» Description of the task
When a line in the entries below contains the word "MailboxClosed", copy that line.

──────── Task inputs

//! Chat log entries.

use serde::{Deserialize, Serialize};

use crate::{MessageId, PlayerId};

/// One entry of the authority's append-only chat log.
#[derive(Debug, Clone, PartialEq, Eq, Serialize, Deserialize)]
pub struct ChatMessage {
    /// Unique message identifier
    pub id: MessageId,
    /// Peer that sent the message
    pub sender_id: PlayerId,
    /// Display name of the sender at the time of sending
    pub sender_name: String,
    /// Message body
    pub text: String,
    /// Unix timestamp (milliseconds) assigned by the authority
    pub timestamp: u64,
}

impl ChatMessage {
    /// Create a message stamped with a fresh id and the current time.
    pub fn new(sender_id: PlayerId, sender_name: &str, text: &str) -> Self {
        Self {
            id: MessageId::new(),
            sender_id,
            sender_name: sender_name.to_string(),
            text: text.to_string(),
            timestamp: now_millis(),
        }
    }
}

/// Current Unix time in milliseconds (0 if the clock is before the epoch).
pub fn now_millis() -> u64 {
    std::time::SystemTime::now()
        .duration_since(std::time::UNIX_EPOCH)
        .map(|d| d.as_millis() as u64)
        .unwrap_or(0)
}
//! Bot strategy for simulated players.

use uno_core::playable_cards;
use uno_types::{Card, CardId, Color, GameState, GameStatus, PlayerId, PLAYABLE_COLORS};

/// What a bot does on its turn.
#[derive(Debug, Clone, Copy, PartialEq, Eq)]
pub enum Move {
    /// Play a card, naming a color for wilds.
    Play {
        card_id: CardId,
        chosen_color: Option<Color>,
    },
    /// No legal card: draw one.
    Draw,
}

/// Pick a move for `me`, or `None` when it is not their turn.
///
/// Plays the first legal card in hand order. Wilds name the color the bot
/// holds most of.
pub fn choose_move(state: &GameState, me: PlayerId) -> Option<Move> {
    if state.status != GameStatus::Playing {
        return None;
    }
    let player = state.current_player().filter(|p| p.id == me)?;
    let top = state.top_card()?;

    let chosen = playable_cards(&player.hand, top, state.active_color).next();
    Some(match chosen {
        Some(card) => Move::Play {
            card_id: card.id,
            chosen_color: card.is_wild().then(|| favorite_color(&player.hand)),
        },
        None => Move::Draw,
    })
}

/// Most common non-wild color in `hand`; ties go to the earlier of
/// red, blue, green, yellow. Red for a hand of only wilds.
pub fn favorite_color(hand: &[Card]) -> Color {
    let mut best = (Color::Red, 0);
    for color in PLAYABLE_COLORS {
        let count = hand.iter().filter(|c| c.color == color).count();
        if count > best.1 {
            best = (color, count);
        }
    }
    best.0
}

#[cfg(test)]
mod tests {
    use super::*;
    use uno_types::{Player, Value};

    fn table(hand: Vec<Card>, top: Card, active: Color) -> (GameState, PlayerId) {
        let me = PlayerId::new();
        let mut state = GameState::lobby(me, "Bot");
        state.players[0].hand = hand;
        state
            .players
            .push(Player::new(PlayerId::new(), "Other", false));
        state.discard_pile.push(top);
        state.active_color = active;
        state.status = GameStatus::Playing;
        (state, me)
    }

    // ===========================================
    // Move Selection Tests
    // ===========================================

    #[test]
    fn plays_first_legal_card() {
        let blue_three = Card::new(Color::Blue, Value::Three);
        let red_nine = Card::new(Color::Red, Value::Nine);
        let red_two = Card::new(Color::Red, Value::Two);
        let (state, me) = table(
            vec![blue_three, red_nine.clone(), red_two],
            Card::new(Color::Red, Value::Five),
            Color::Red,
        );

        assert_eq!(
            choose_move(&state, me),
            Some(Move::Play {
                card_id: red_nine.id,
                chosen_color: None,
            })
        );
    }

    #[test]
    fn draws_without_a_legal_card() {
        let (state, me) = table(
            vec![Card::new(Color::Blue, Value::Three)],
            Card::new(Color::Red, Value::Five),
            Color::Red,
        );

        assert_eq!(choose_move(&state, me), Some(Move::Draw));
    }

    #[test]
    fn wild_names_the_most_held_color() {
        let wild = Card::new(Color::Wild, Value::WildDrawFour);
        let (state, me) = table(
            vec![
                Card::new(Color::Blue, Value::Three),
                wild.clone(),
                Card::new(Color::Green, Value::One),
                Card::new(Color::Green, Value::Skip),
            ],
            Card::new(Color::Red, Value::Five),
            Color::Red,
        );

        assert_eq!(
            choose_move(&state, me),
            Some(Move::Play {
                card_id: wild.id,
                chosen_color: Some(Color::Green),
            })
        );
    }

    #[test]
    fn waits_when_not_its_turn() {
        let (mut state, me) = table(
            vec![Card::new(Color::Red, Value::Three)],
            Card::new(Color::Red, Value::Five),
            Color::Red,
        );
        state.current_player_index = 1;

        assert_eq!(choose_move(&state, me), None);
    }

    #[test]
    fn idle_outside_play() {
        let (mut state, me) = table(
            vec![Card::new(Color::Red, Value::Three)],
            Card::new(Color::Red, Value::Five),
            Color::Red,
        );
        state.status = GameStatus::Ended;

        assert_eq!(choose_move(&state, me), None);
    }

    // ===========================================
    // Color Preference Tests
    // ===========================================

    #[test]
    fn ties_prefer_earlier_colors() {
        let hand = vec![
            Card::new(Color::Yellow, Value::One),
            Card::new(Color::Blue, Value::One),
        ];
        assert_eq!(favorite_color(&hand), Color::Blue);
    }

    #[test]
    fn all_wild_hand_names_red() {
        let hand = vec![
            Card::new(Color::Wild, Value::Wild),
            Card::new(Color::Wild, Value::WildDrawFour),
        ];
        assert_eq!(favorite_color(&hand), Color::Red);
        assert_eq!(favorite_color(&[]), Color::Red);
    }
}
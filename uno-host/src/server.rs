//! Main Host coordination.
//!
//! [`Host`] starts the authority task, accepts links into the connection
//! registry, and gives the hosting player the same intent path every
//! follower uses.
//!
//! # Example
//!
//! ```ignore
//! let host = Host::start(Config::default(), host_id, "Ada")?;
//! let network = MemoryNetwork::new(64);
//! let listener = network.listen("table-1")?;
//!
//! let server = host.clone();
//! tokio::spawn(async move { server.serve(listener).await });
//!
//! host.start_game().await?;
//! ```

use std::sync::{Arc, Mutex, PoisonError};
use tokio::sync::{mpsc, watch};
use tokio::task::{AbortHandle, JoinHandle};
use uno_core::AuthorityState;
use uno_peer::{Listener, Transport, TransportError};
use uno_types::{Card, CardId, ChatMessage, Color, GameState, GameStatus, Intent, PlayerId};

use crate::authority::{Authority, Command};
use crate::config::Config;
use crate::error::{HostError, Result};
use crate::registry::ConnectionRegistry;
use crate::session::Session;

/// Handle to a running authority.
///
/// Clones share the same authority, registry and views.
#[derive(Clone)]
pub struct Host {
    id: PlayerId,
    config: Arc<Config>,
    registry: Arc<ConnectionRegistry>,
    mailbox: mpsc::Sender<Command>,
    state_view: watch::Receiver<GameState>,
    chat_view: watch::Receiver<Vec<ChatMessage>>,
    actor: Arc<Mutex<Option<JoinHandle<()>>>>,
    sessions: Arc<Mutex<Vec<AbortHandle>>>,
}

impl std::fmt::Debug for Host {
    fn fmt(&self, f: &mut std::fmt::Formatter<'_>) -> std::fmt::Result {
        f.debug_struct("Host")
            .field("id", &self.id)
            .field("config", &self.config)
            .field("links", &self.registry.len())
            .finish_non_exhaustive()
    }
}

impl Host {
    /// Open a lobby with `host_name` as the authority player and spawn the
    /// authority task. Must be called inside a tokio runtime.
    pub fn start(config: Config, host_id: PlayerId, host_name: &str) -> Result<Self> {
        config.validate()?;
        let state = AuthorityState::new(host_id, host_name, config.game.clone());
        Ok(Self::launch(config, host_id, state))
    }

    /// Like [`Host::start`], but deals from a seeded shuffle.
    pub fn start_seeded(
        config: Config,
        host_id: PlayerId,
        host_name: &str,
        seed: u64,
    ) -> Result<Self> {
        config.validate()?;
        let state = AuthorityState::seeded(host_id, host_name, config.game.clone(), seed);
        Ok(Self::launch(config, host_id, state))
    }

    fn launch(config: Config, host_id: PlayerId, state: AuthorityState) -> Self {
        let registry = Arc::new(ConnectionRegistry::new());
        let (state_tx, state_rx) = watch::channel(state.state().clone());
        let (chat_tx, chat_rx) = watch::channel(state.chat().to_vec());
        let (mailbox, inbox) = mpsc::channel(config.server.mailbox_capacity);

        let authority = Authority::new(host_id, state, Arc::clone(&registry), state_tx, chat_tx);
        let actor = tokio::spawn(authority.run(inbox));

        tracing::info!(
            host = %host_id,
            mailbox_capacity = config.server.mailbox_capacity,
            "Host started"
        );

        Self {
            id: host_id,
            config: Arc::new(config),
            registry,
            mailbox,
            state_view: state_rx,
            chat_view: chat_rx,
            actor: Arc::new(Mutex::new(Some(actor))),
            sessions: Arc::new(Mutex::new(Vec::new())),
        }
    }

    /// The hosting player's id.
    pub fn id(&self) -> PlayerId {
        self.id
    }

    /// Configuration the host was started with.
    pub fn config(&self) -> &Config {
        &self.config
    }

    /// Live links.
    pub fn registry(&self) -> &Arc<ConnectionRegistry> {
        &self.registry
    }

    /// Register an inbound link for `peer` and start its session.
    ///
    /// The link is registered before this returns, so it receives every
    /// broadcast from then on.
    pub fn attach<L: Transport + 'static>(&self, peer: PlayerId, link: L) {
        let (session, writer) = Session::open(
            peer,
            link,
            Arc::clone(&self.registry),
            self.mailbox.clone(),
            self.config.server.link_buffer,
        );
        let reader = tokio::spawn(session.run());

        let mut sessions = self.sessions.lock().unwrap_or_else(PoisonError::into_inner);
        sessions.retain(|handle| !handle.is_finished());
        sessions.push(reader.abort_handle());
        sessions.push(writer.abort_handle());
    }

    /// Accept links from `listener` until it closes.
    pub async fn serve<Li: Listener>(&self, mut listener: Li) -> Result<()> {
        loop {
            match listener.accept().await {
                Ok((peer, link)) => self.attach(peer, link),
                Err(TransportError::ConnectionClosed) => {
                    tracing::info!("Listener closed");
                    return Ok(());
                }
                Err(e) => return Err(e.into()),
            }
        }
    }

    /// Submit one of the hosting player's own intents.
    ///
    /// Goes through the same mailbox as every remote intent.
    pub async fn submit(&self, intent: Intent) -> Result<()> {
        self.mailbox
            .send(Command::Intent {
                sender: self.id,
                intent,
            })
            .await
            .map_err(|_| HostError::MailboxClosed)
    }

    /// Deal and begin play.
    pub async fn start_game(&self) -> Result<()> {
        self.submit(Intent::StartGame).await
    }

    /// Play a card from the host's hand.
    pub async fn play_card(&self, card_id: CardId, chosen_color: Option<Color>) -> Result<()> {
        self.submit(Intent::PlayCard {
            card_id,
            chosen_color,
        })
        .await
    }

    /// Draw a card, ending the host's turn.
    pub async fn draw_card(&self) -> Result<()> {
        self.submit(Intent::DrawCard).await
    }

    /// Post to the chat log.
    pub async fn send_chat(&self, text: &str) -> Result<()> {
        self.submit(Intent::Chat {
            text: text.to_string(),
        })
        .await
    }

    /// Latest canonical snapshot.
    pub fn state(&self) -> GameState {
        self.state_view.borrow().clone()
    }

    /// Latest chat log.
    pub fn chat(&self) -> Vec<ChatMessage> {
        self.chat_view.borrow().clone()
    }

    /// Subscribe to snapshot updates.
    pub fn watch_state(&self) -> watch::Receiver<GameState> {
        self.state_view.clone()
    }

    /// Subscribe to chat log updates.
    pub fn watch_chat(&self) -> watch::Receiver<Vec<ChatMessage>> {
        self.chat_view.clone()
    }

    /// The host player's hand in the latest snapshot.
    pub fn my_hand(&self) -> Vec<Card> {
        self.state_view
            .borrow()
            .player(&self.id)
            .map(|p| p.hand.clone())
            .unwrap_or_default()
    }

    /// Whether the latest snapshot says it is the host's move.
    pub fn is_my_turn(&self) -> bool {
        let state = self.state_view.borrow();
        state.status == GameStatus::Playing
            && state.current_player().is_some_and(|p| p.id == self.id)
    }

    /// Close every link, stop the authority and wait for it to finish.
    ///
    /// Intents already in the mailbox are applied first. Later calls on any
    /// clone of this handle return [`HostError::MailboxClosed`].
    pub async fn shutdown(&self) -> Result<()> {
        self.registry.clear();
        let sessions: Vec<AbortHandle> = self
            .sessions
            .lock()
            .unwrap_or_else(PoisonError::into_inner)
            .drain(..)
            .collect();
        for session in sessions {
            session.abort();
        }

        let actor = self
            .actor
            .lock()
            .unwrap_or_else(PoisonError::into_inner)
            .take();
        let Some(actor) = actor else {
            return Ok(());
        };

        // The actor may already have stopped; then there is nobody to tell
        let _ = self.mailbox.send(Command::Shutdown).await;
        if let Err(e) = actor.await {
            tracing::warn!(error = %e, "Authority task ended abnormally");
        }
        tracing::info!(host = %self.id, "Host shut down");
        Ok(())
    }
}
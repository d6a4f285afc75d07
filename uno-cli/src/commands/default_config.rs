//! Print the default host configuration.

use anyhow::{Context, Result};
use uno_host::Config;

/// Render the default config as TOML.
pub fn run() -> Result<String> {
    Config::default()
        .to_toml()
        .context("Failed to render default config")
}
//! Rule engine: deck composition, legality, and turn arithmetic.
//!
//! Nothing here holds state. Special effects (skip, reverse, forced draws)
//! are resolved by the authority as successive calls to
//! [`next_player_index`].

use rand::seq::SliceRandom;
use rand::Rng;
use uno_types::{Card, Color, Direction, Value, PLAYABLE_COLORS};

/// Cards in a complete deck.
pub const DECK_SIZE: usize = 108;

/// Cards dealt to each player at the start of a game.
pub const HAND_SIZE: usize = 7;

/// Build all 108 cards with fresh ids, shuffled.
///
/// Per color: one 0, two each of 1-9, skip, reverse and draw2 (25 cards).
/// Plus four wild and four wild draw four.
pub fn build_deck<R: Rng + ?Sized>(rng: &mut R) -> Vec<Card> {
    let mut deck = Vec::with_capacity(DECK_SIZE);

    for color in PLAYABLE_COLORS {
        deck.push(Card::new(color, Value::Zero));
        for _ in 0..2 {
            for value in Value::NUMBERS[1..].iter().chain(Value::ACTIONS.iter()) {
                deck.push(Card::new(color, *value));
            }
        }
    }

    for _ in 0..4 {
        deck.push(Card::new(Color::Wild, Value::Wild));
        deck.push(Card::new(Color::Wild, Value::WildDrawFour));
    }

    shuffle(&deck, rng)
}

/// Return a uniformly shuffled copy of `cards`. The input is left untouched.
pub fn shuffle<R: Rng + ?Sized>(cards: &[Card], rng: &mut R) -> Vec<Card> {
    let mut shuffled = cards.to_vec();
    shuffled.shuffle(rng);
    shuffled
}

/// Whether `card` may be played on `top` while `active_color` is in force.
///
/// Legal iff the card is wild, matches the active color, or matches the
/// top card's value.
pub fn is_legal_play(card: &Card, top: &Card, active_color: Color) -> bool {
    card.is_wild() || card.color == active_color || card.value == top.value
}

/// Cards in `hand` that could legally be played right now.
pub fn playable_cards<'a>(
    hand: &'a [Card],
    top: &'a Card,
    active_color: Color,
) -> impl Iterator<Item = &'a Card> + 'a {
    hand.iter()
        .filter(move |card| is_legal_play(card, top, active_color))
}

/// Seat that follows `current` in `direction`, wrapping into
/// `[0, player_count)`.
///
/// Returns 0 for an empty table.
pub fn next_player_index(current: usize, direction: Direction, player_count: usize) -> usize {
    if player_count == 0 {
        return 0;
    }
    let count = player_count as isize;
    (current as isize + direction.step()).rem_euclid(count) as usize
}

────────────────

» Reply
            .map_err(|_| HostError::MailboxClosed)
    /// clone of this handle return [`HostError::MailboxClosed`].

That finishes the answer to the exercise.